## Brief
Each line in the records below that has the word "bail" should be copied.

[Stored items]
+++

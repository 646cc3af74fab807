//! Randomness command - read recorded rounds from the ledger

use crate::config::Config;
use crate::CommonArgs;
use anyhow::Result;
use beacon_core::RoundLedger;
use beacon_sdk::FileLedger;
use clap::Args;
use console::style;

#[derive(Args)]
pub struct RandomnessArgs {
    #[command(flatten)]
    pub common: CommonArgs,

    /// Round to look up (defaults to the latest recorded round)
    #[arg(long)]
    round: Option<u64>,

    /// List every recorded round
    #[arg(long, conflicts_with = "round")]
    all: bool,
}

pub fn run(config: &Config, args: RandomnessArgs) -> Result<()> {
    let ledger = FileLedger::open(&config.ledger_path)?;

    if args.all {
        if config.json_output {
            let records: Vec<_> = ledger
                .iter()
                .map(|(round, randomness)| {
                    serde_json::json!({
                        "round": round,
                        "randomness": format!("0x{}", hex::encode(randomness)),
                    })
                })
                .collect();
            println!("{}", serde_json::Value::Array(records));
        } else {
            for (round, randomness) in ledger.iter() {
                println!("{} 0x{}", round, hex::encode(randomness));
            }
        }
        return Ok(());
    }

    let Some(round) = args.round.or_else(|| ledger.latest_round()) else {
        anyhow::bail!("No rounds recorded in {:?}", config.ledger_path);
    };
    let Some(randomness) = ledger.get(round) else {
        anyhow::bail!("Round {} is not recorded", round);
    };
    let randomness = hex::encode(randomness);

    if config.json_output {
        let json = serde_json::json!({
            "round": round,
            "randomness": format!("0x{}", randomness),
            "latest": ledger.latest_round() == Some(round),
        });
        println!("{}", json);
    } else if config.quiet {
        println!("0x{}", randomness);
    } else {
        println!("  Round: {}", style(round).cyan().bold());
        println!("  Randomness: 0x{}", randomness);
        println!("  Recorded rounds: {}", ledger.len());
    }

    Ok(())
}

+++

## Response to this exercise
        anyhow::bail!("No rounds recorded in {:?}", config.ledger_path);
        anyhow::bail!("Round {} is not recorded", round);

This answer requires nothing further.